Giant kangaroo rat facts for kids
Quick facts for kidsGiant kangaroo rat
The giant kangaroo rat, is the largest of over 20 species of kangaroo rats, which are small members of the rodent family, measuring about 15 cm (5.9 in) in length, including its long, tufted tail. It is tan or brown in color. Like other kangaroo rats it has a large head and large eyes, and long, strong hind leg with which helps it hop at high speeds.
The giant kangaroo rat has been recently added to the endangered species list due to its habitat being severely reduced. Data was collected on its foraging behavior and social structure. Traps baited kangaroo rats with oats in them for four weeks in the summer. The animals were captured, tagged with tracking devices and set free. Results show that significantly fewer males were captured. This could have been due to the time of year at which the experiment was tested. Females were found to be more social. Studies also showed that the kangaroo rat's den is the area in which the animal spends the most time.
The giant kangaroo rat lives on dry, sandy grasslands and digs burrows in loose soil. It lives in colonies, and the individuals communicate with each other by drumming their feet on the ground. These foot thumping signals range from single, short thumps to long, drawn out “footrolls” that can average over 100 drums at 18 drums per second. These audible signals serve both as a warning of approaching danger, as a territorial communication, and to communicate mating status.
Kangaroo rats are primarily seed eaters, but also eat green plants and insects. Most giant kangaroo rats gather seeds when they are available and store them for consumption later. The seeds are put into small pits on the surface of the soil and scattered over the home range of the individual. The small pits only the content of the two cheek pouches.
In the spring and summer, individuals generally spend less than two hours of the night foraging above ground. They are very territorial and never leave their den for more than 15 minutes per day. The giant kangaroo rat then stores the seeds in a larder for later eating and gives birth to a litter of 1 to 8 babies, with an average of 3 per litter. It communicates with potential mates by sand-bathing, where the giant kangaroo rat rubs its sides in sand, leaving behind a scent to attract mates. They live for only 2–4 years.
This species was declared endangered on both the federal and California state levels in the 1980s. It inhabits less than a mere 2% of its original range and can now be found only in isolated areas west of the San Joaquin Valley, including the Carrizo Plain, the Elkhorn Plain, and the Kettleman Hills. The giant kangaroo rat, like many other rodent species, lost much of its habitat as the Central Valley fell under agricultural use. Much information still needs to be obtained regarding their basic biology and compatibility with various land uses before clear directives can be made. Besides some projects currently underway in the Carrizo Plain National Monument, studies need to be conducted on populations whose range overlaps with private lands. Recovery of the giant kangaroo rat can be achieved when the three largest populations in eastern Kern County, Carrizo Plain Natural Area, and the Panoche Region along with the populations in the Kettleman Hills, San Juan Creek Valley and Cuyama Valley are protected and managed appropriately.

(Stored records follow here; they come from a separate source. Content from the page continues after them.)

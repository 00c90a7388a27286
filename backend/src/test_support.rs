//! Test doubles shared by unit tests (in `src/`) and integration tests (in
//! `tests/`). Compiled for tests and behind the `test-support` feature.

use std::collections::BTreeMap;
use std::sync::{Arc, Mutex, MutexGuard};

use async_trait::async_trait;
use chrono::{DateTime, Local, TimeDelta, TimeZone, Utc};
use mockable::Clock;

use crate::domain::ports::{
    CredentialHashError, CredentialHasher, NotePersistenceError, NoteRepository,
    UserPersistenceError, UserRepository,
};
use crate::domain::{
    Note, NoteDraft, NoteFilter, NoteId, PasswordHash, User, UserId, UserRecord, Username,
};

/// Clock that only moves when told to.
pub struct MutableClock(Mutex<DateTime<Utc>>);

impl MutableClock {
    pub fn new(now: DateTime<Utc>) -> Self {
        Self(Mutex::new(now))
    }

    /// Clock pinned to 2024-05-01T12:00:00Z.
    pub fn fixed() -> Self {
        let now = match Utc.with_ymd_and_hms(2024, 5, 1, 12, 0, 0).single() {
            Some(now) => now,
            None => panic!("fixed clock timestamp is ambiguous"),
        };
        Self::new(now)
    }

    pub fn advance_seconds(&self, seconds: i64) {
        *self.lock_clock() += TimeDelta::seconds(seconds);
    }

    fn lock_clock(&self) -> MutexGuard<'_, DateTime<Utc>> {
        match self.0.lock() {
            Ok(guard) => guard,
            Err(_) => panic!("clock mutex"),
        }
    }
}

impl Clock for MutableClock {
    fn local(&self) -> DateTime<Local> {
        self.utc().with_timezone(&Local)
    }

    fn utc(&self) -> DateTime<Utc> {
        *self.lock_clock()
    }
}

const FAKE_DIGEST_PREFIX: &str = "fake-digest:";

/// Reversible stand-in for the bcrypt hasher. Never use outside tests.
#[derive(Debug, Default, Clone, Copy)]
pub struct FakeCredentialHasher;

#[async_trait]
impl CredentialHasher for FakeCredentialHasher {
    async fn hash(&self, plaintext: &str) -> Result<PasswordHash, CredentialHashError> {
        Ok(PasswordHash::new(format!("{FAKE_DIGEST_PREFIX}{plaintext}")))
    }

    async fn verify(
        &self,
        plaintext: &str,
        digest: &PasswordHash,
    ) -> Result<bool, CredentialHashError> {
        Ok(digest
            .as_str()
            .strip_prefix(FAKE_DIGEST_PREFIX)
            .is_some_and(|stored| stored == plaintext))
    }
}

#[derive(Default)]
struct StoreState {
    next_user_id: i64,
    next_note_id: i64,
    users: BTreeMap<i64, User>,
    notes: BTreeMap<i64, Note>,
    unavailable: bool,
}

/// In-memory users and notes with the same observable rules as the
/// PostgreSQL adapters: unique usernames, owner-filtered mutations, cascade
/// on user delete, id-ordered listings.
pub struct InMemoryStore {
    state: Mutex<StoreState>,
    clock: Arc<dyn Clock>,
}

impl InMemoryStore {
    pub fn new(clock: Arc<dyn Clock>) -> Self {
        Self {
            state: Mutex::new(StoreState::default()),
            clock,
        }
    }

    /// Make every subsequent call fail with a connection error.
    pub fn set_unavailable(&self, unavailable: bool) {
        self.lock().unavailable = unavailable;
    }

    /// Stored digest for `username`, for asserting on what was persisted.
    pub fn stored_digest(&self, username: &str) -> Option<PasswordHash> {
        self.lock()
            .users
            .values()
            .find(|user| user.username().as_str() == username)
            .map(|user| user.password_hash().clone())
    }

    pub fn note_count(&self) -> usize {
        self.lock().notes.len()
    }

    fn lock(&self) -> MutexGuard<'_, StoreState> {
        match self.state.lock() {
            Ok(guard) => guard,
            Err(_) => panic!("store mutex"),
        }
    }

    fn checked<E>(&self, unavailable: impl FnOnce() -> E) -> Result<MutexGuard<'_, StoreState>, E> {
        let state = self.lock();
        if state.unavailable {
            return Err(unavailable());
        }
        Ok(state)
    }

    fn user_gate(&self) -> Result<MutexGuard<'_, StoreState>, UserPersistenceError> {
        self.checked(|| UserPersistenceError::connection("store unavailable"))
    }

    fn note_gate(&self) -> Result<MutexGuard<'_, StoreState>, NotePersistenceError> {
        self.checked(|| NotePersistenceError::connection("store unavailable"))
    }
}

fn username_taken(state: &StoreState, username: &Username, except: Option<i64>) -> bool {
    state
        .users
        .iter()
        .any(|(id, user)| Some(*id) != except && user.username() == username)
}

fn user_from_record(id: i64, record: &UserRecord) -> User {
    User::new(
        UserId::new(id),
        record.username.clone(),
        record.email.clone(),
        record.password_hash.clone(),
    )
}

#[async_trait]
impl UserRepository for InMemoryStore {
    async fn create(&self, record: &UserRecord) -> Result<User, UserPersistenceError> {
        let mut state = self.user_gate()?;
        if username_taken(&state, &record.username, None) {
            return Err(UserPersistenceError::duplicate_username(
                record.username.as_str(),
            ));
        }
        state.next_user_id += 1;
        let id = state.next_user_id;
        let user = user_from_record(id, record);
        state.users.insert(id, user.clone());
        Ok(user)
    }

    async fn find_by_id(&self, id: UserId) -> Result<Option<User>, UserPersistenceError> {
        Ok(self.user_gate()?.users.get(&id.get()).cloned())
    }

    async fn find_by_username(
        &self,
        username: &Username,
    ) -> Result<Option<User>, UserPersistenceError> {
        let state = self.user_gate()?;
        Ok(state
            .users
            .values()
            .find(|user| user.username() == username)
            .cloned())
    }

    async fn update(
        &self,
        id: UserId,
        record: &UserRecord,
    ) -> Result<Option<User>, UserPersistenceError> {
        let mut state = self.user_gate()?;
        if !state.users.contains_key(&id.get()) {
            return Ok(None);
        }
        if username_taken(&state, &record.username, Some(id.get())) {
            return Err(UserPersistenceError::duplicate_username(
                record.username.as_str(),
            ));
        }
        let user = user_from_record(id.get(), record);
        state.users.insert(id.get(), user.clone());
        Ok(Some(user))
    }

    async fn delete(&self, id: UserId) -> Result<bool, UserPersistenceError> {
        let mut state = self.user_gate()?;
        if state.users.remove(&id.get()).is_none() {
            return Ok(false);
        }
        state.notes.retain(|_, note| note.user_id != id);
        Ok(true)
    }
}

#[async_trait]
impl NoteRepository for InMemoryStore {
    async fn create(&self, owner: UserId, draft: &NoteDraft) -> Result<Note, NotePersistenceError> {
        let mut state = self.note_gate()?;
        if !state.users.contains_key(&owner.get()) {
            return Err(NotePersistenceError::query("owner does not exist"));
        }
        state.next_note_id += 1;
        let note = Note {
            id: NoteId::new(state.next_note_id),
            title: draft.title().to_owned(),
            content: draft.content().to_owned(),
            user_id: owner,
            created_at: self.clock.utc(),
            updated_at: None,
        };
        state.notes.insert(note.id.get(), note.clone());
        Ok(note)
    }

    async fn find_by_id(&self, id: NoteId) -> Result<Option<Note>, NotePersistenceError> {
        Ok(self.note_gate()?.notes.get(&id.get()).cloned())
    }

    async fn update_owned(
        &self,
        id: NoteId,
        owner: UserId,
        draft: &NoteDraft,
        updated_at: DateTime<Utc>,
    ) -> Result<Option<Note>, NotePersistenceError> {
        let mut state = self.note_gate()?;
        let Some(note) = state
            .notes
            .get_mut(&id.get())
            .filter(|note| note.user_id == owner)
        else {
            return Ok(None);
        };
        note.title = draft.title().to_owned();
        note.content = draft.content().to_owned();
        note.updated_at = Some(updated_at);
        Ok(Some(note.clone()))
    }

    async fn delete_owned(&self, id: NoteId, owner: UserId) -> Result<bool, NotePersistenceError> {
        let mut state = self.note_gate()?;
        let owned = state
            .notes
            .get(&id.get())
            .is_some_and(|note| note.user_id == owner);
        if owned {
            state.notes.remove(&id.get());
        }
        Ok(owned)
    }

    async fn list_by_owner(&self, owner: UserId) -> Result<Vec<Note>, NotePersistenceError> {
        let state = self.note_gate()?;
        Ok(state
            .notes
            .values()
            .filter(|note| note.user_id == owner)
            .cloned()
            .collect())
    }

    async fn list(&self, filter: &NoteFilter) -> Result<Vec<Note>, NotePersistenceError> {
        let state = self.note_gate()?;
        Ok(state
            .notes
            .values()
            .filter(|note| filter.matches(note))
            .cloned()
            .collect())
    }
}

The mating of the giant kangaroo rat is seasonal. During the summer, male rats go out of their normal territories and mate with neighboring female rats. During the winter, the males stay in their original burrow.
Endangered Dipodomys ingens populations have become more dispersed and less numerous over time. This can have major side effects to the genetic diversity of the species. D. ingens populations only cover about 3% of the territory they historically occupied. Agricultural development has severely impacted the habitats of this rodent, and restricted it to several small isolated areas. Because of this, D. ingens is at risk for genetic drift and inbreeding within smaller populations. D. ingens lives in metapopulation structures due to their habitats being taken over by humans. They are divided into several small remnant populations that are unable to disperse over larger areas because of topographical limitations. This is a larger problem for northern subpopulations of than those in the south. D. ingens is believed to be polygynous (one male, multiple females) but a common ratio between male and female partners has not yet been found. The study showed that translocation was a successful method for increasing diversity and population size of D. ingens.